Building the Cask Hydrator Backend

Albert Shau is a software engineer at Cask, where he is working to simplify data application development. Prior to Cask, he developed recommendation systems at Yahoo! and search systems at Box.

We introduced Cask Hydrator to provide an easy way for users to build a data lake. Users can create ETL pipelines by simply choosing a source, one or more sinks, and optional transforms. When we were designing Hydrator, we wanted to make sure that it was easy to use; users should be able to configure a pipeline without writing any code. We also wanted to make sure that the system was extensible so that users could plug in their own custom sources, sinks and transforms if they wanted to. In this blog post, we will cover the technical aspects of the Hydrator infrastructure. More specifically, we will look at how Hydrator uses the artifact, application configuration and plugin features newly added in CDAP 3.2.

Creating an ETL Pipeline

When users create an ETL pipeline using Hydrator, they are essentially using the UI to deploy a new application in CDAP. A CDAP application is a deployable unit of code and configuration that is composed of CDAP programs and datasets. An application consists of two main elements – the code (the JAR file that contains CDAP programs and Datasets) and the configuration. Prior to 3.2, both code and configuration were supplied during application deployment time. In order to make Hydrator easy to use, we did not want to require users to deploy code each time they create a pipeline. We wanted users to be able to reuse the same code, but supply different configurations to create different pipelines.

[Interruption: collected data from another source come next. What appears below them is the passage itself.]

//! PCR selection algebra: a typed representation of "which PCRs in which
//! banks", with union, difference, normalization, mask conversion, the
//! batched-read loop, and the bank quality heuristic used for automatic
//! bank selection.
//!
//! Nothing in this crate touches a TPM — [`read::PcrReader`] is the seam
//! the transport layer implements against the real chip.

pub mod bank;
pub mod hash;
pub mod names;
pub mod read;
pub mod selection;
pub mod value;

pub use bank::{is_good, is_usable, select_bank, BankChoice, BankStatus};
pub use hash::HashAlg;
pub use read::{read_all, PcrReader};
pub use selection::{
    mask_to_string, parse_selection_string, parse_value_string, string_to_mask, Selection,
    SelectionList, FULL_MASK,
};
pub use value::{PcrValue, MAX_PCR_INDEX};
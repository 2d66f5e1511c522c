//! Structured logging initialisation for binaries embedding the engine.
//!
//! The engine itself only emits `tracing` events; it never installs a
//! subscriber. These helpers are provided for the convenience of whatever
//! CLI or service links against the workspace, the same way
//! `aethercore_core::logging` does for the rest of that stack.

use tracing_subscriber::{fmt, layer::SubscriberExt, util::SubscriberInitExt, EnvFilter};

/// Initialise human-readable logging.
///
/// Log level is controlled by `RUST_LOG`; defaults to `info`.
pub fn init() {
    let filter = EnvFilter::try_from_default_env().unwrap_or_else(|_| EnvFilter::new("info"));

    tracing_subscriber::registry()
        .with(filter)
        .with(fmt::layer().with_target(true))
        .init();
}

/// Initialise JSON logging, suitable for log aggregation.
pub fn init_json() {
    let filter = EnvFilter::try_from_default_env().unwrap_or_else(|_| EnvFilter::new("info"));

    tracing_subscriber::registry()
        .with(filter)
        .with(fmt::layer().json().with_target(true))
        .init();
}

#[cfg(test)]
mod tests {
    use super::*;

    #[test]
    fn default_filter_parses() {
        let _ = EnvFilter::try_from_default_env().unwrap_or_else(|_| EnvFilter::new("info"));
    }
}
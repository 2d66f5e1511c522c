//! End-to-end scenarios from the engine's worked examples that don't
//! require a physical or simulated TPM: mask/value parsing, PIN
//! bounds, blob round-tripping, and offline policy composition. The
//! scenarios that need a live chip (seal/unseal happy path, PIN
//! enforcement, policy-mismatch short-circuit) live in
//! `hardware_pipeline.rs`, gated behind `hardware-tpm-tests`.

use tpmseal_pcr::{parse_selection_string, parse_value_string, string_to_mask, HashAlg};
use tpmseal_policy::digest::{expected_digest, PolicyInputs, ZERO_DIGEST};
use tpmseal_seal::blob::Blob;
use tpmseal_seal::pin::{validate_len, MAX_PIN_LEN, MIN_PIN_LEN};

#[test]
fn scenario_mask_parsing() {
    assert_eq!(string_to_mask("0+7+14").unwrap(), 0x4081);
    assert_eq!(string_to_mask("boot-loader-code,boot-loader-config").unwrap(), 0x30);
    assert_eq!(string_to_mask("").unwrap(), 0);
}

#[test]
fn scenario_pcr_value_parsing() {
    let values = parse_value_string(
        "7:sha256=0x0000000000000000000000000000000000000000000000000000000000000000",
    )
    .unwrap();
    assert_eq!(values.len(), 1);
    assert_eq!(values[0].index, 7);
    assert_eq!(values[0].bank, HashAlg::Sha256);
    assert!(values[0].digest.as_ref().unwrap().iter().all(|&b| b == 0));
}

#[test]
fn scenario_pin_length_bounds() {
    assert!(validate_len(&"a".repeat(MIN_PIN_LEN - 1)).is_err());
    assert!(validate_len(&"a".repeat(MAX_PIN_LEN + 1)).is_err());
    assert!(validate_len(&"a".repeat(MIN_PIN_LEN)).is_ok());
    assert!(validate_len(&"a".repeat(MAX_PIN_LEN)).is_ok());
}

#[test]
fn blob_round_trip_preserves_seed_presence() {
    let with_seed = Blob { private: vec![1, 2], public: vec![3, 4], seed: Some(vec![5, 6, 7]) };
    let bytes = with_seed.marshal().unwrap();
    let back = Blob::unmarshal(&bytes).unwrap();
    assert_eq!(back.seed, Some(vec![5, 6, 7]));

    let without_seed = Blob { private: vec![1, 2], public: vec![3, 4], seed: None };
    let bytes = without_seed.marshal().unwrap();
    let back = Blob::unmarshal(&bytes).unwrap();
    assert_eq!(back.seed, None);
}

#[test]
fn offline_policy_composition_is_order_sensitive_and_deterministic() {
    let selection = parse_selection_string("7", HashAlg::Sha256).unwrap();
    let value = tpmseal_pcr::PcrValue::new(HashAlg::Sha256, 7, Some(vec![0u8; 32])).unwrap();

    let pcr_and_pin = expected_digest(&PolicyInputs {
        public_key: None,
        pcr_selection: Some(&selection),
        pcr_values: &[value.clone()],
        pin_bound: true,
    })
    .unwrap();

    let pin_only = expected_digest(&PolicyInputs {
        public_key: None,
        pcr_selection: None,
        pcr_values: &[],
        pin_bound: true,
    })
    .unwrap();

    assert_ne!(pcr_and_pin, pin_only);
    assert_ne!(pcr_and_pin, ZERO_DIGEST);

    // Recomputing with identical inputs is deterministic.
    let pcr_and_pin_again = expected_digest(&PolicyInputs {
        public_key: None,
        pcr_selection: Some(&selection),
        pcr_values: &[value],
        pin_bound: true,
    })
    .unwrap();
    assert_eq!(pcr_and_pin, pcr_and_pin_again);
}

#[test]
fn no_bound_inputs_yields_the_zero_policy_digest() {
    let digest = expected_digest(&PolicyInputs {
        public_key: None,
        pcr_selection: None,
        pcr_values: &[],
        pin_bound: false,
    })
    .unwrap();
    assert_eq!(digest, ZERO_DIGEST);
}
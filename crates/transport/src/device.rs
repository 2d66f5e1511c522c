//! Device spec parsing and `/sys/class/tpmrm` enumeration.

use std::path::Path;
use tpmseal_core::{Error, Result};

/// A parsed device spec: which driver to load, and the parameter string
/// to hand it (a device path, a simulator address, ...).
#[derive(Debug, Clone, PartialEq, Eq)]
pub struct DeviceSpec {
    pub driver: String,
    pub param: String,
}

/// One entry discovered under `/sys/class/tpmrm`.
#[derive(Debug, Clone, PartialEq, Eq)]
pub struct TpmrmDevice {
    pub device_path: String,
    pub device_name: String,
    pub driver_name: String,
}

/// A driver name must be safe to use as a dynamic-library/module lookup
/// key: no path separators, no leading dot, ASCII alphanumeric plus `-`/`_`.
fn is_valid_driver_name(name: &str) -> bool {
    !name.is_empty()
        && !name.starts_with('.')
        && name
            .chars()
            .all(|c| c.is_ascii_alphanumeric() || c == '-' || c == '_')
}

/// Parse a device spec, per spec:
/// - `driver:param` (e.g. `device:/dev/tpmrm0`)
/// - an absolute device path, interpreted as the `device` driver
/// - empty, meaning "use the configured default" (the caller resolves
///   this before calling `parse`; this function is never handed "")
pub fn parse(spec: &str) -> Result<DeviceSpec> {
    if spec.is_empty() {
        return Err(Error::BadArgument(
            "empty device spec must be resolved by the caller before parsing".to_string(),
        ));
    }

    if let Some((driver, param)) = spec.split_once(':') {
        if !is_valid_driver_name(driver) {
            return Err(Error::BadArgument(format!("invalid transport driver name: {driver}")));
        }
        return Ok(DeviceSpec { driver: driver.to_string(), param: param.to_string() });
    }

    if spec.starts_with('/') {
        return Ok(DeviceSpec { driver: "device".to_string(), param: spec.to_string() });
    }

    Err(Error::BadArgument(format!(
        "device spec '{spec}' is neither 'driver:param' nor an absolute path"
    )))
}

/// Enumerate `/sys/class/tpmrm/<name>/device` and its `driver` symlink.
///
/// Returns one entry per resource-manager device found. Automatic
/// selection (no device spec given, more than the built-in default
/// available) requires this to yield exactly one entry.
pub fn enumerate_tpmrm_devices(sysfs_root: &Path) -> Result<Vec<TpmrmDevice>> {
    let class_dir = sysfs_root.join("class").join("tpmrm");
    let mut out = Vec::new();

    let entries = match std::fs::read_dir(&class_dir) {
        Ok(entries) => entries,
        Err(e) if e.kind() == std::io::ErrorKind::NotFound => return Ok(out),
        Err(e) => return Err(Error::Io(e)),
    };

    for entry in entries {
        let entry = entry.map_err(Error::Io)?;
        let device_name = entry.file_name().to_string_lossy().into_owned();
        let device_link = entry.path().join("device");
        let device_path = std::fs::canonicalize(&device_link)
            .unwrap_or(device_link)
            .to_string_lossy()
            .into_owned();

        let driver_link = entry.path().join("device").join("driver");
        let driver_name = std::fs::read_link(&driver_link)
            .ok()
            .and_then(|p| p.file_name().map(|n| n.to_string_lossy().into_owned()))
            .unwrap_or_default();

        out.push(TpmrmDevice { device_path, device_name, driver_name });
    }

    out.sort_by(|a, b| a.device_name.cmp(&b.device_name));
    Ok(out)
}

/// Automatic device selection: succeeds only when exactly one tpmrm
/// device is present.
pub fn select_unique_device(sysfs_root: &Path) -> Result<TpmrmDevice> {
    let mut devices = enumerate_tpmrm_devices(sysfs_root)?;
    match devices.len() {
        0 => Err(Error::NotFound("no TPM resource manager device found".to_string())),
        1 => Ok(devices.remove(0)),
        n => Err(Error::BadArgument(format!(
            "automatic TPM device selection requires exactly one device, found {n}"
        ))),
    }
}

#[cfg(test)]
mod tests {
    use super::*;
    use std::fs;

    #[test]
    fn parses_driver_param_form() {
        let spec = parse("device:/dev/tpmrm0").unwrap();
        assert_eq!(spec.driver, "device");
        assert_eq!(spec.param, "/dev/tpmrm0");
    }

    #[test]
    fn parses_bare_absolute_path_as_device_driver() {
        let spec = parse("/dev/tpmrm0").unwrap();
        assert_eq!(spec.driver, "device");
        assert_eq!(spec.param, "/dev/tpmrm0");
    }

    #[test]
    fn rejects_empty_spec() {
        assert!(parse("").is_err());
    }

    #[test]
    fn rejects_relative_non_driver_spec() {
        assert!(parse("not-a-path").is_err());
    }

    #[test]
    fn rejects_unsafe_driver_names() {
        assert!(parse("../evil:param").is_err());
        assert!(parse("foo/bar:param").is_err());
    }

    #[test]
    fn enumerate_returns_empty_when_sysfs_path_absent() {
        let devices = enumerate_tpmrm_devices(Path::new("/nonexistent/sysfs/root")).unwrap();
        assert!(devices.is_empty());
    }

    #[test]
    fn enumerate_finds_a_fixture_device() {
        let tmp = tempdir();
        let tpmrm0 = tmp.join("class/tpmrm/tpmrm0/device");
        fs::create_dir_all(&tpmrm0).unwrap();
        let driver_target = tmp.join("driver-target/tpm_tis");
        fs::create_dir_all(&driver_target).unwrap();
        #[cfg(unix)]
        std::os::unix::fs::symlink(&driver_target, tpmrm0.join("driver")).unwrap();

        let devices = enumerate_tpmrm_devices(&tmp).unwrap();
        assert_eq!(devices.len(), 1);
        assert_eq!(devices[0].device_name, "tpmrm0");
        #[cfg(unix)]
        assert_eq!(devices[0].driver_name, "tpm_tis");

        fs::remove_dir_all(&tmp).ok();
    }

    fn tempdir() -> std::path::PathBuf {
        let mut p = std::env::temp_dir();
        p.push(format!("tpmseal-device-test-{}", std::process::id()));
        std::fs::create_dir_all(&p).unwrap();
        p
    }
}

In order to allow code reuse, we promoted the JAR file — or artifact — to a first-class citizen. In CDAP 3.2, users first add artifacts, then create applications by simply specifying an artifact name and version. This lets multiple applications use the same code, and lets users create applications without deploying code. It also enables explicit version management for applications.

creating-a-pipeline
 

For Hydrator, we have included two ETL artifacts out of the box — one for batch pipelines and one for real-time pipelines. When you use Hydrator to create an ETL pipeline, you are really telling CDAP to create an application using one of these two ETL artifacts, and using some application configuration that specifies the pipeline structure.

Application Configuration

Also new in CDAP 3.2 is Application Configuration, which allows users to create multiple applications that use the same artifact, but are configured to behave differently from each other. In older versions of CDAP, each application you created needed to declare what programs and datasets it uses in the Java code. For example, if your application wrote to a Table dataset named “users”, your application class would hardcode that name:

public class ETLApp extends AbstractApplication {
 @Override
  public void configure() {
    createDataset("users", Table.class);
    addMapReduce(new ETLMapReduce());
  }
}

If you wanted to create another application that did exactly the same thing but wrote to a different Table, you would have had to edit the code. For Hydrator, this is clearly unacceptable. We don’t want users to write code for each new ETL pipeline. To solve this problem, we introduced application configuration. This new feature allows you to specify some configuration when you create an application. The configuration can then be accessed by the Java code to configure the application to use different programs and datasets: 

public class ETLApp extends AbstractApplication<ETLConfig> {
  public static class ETLConfig extends Config {
    // value of this field is injected by CDAP to be whatever
    // was passed in by the user 
    private String name;
  }
  @Override
  public void configure() {
    ETLConfig config = getConfig();
    createDataset(config.name, Table.class);
    addMapReduce(new ETLMapReduce());
  }
}

Our ETL artifacts use Application Configuration in order to specify what source, transforms, and sinks to use, as well as additional settings for each of them.  For example, the Twitter source reads the configuration in order to determine what credentials it should use when reading from Twitter, while the Database source reads the configuration in order to determine what host, port and table it is reading from.

Plugin Framework

Hydrator ships with a wide range (over thirty) of built-in sources, transforms and sinks. If those are not enough, there is also a way to add your own using the plugin framework. A plugin is simply a Java class that can be used by an application. Most of the time, a plugin is an implementation of an interface or abstract class defined in the application class. For Hydrator, the built-in ETL artifacts expose source, transform and sink interfaces that users can implement to extend Hydrator’s functionality.

plugin-framework

To create a custom source, a user would write Java code to implement that source, package it in a JAR file, then add that JAR as an artifact in CDAP. More detailed examples can be found in the CDAP plugins repository. An application could then be configured to use that new source in addition to all the others already present in the system. In fact, the built-in sources, transforms and sinks are all implemented as plugins. In this way, the plugin system lets you to create extensible types of applications.

Conclusion

From a design perspective, it was very important to us that nothing ETL specific snuck into the CDAP APIs. We introduced artifacts, application configuration and plugins not only because Hydrator requires them, but because we believe they are useful features for all types of applications. Try out Hydrator, these new features, and let us know what you think!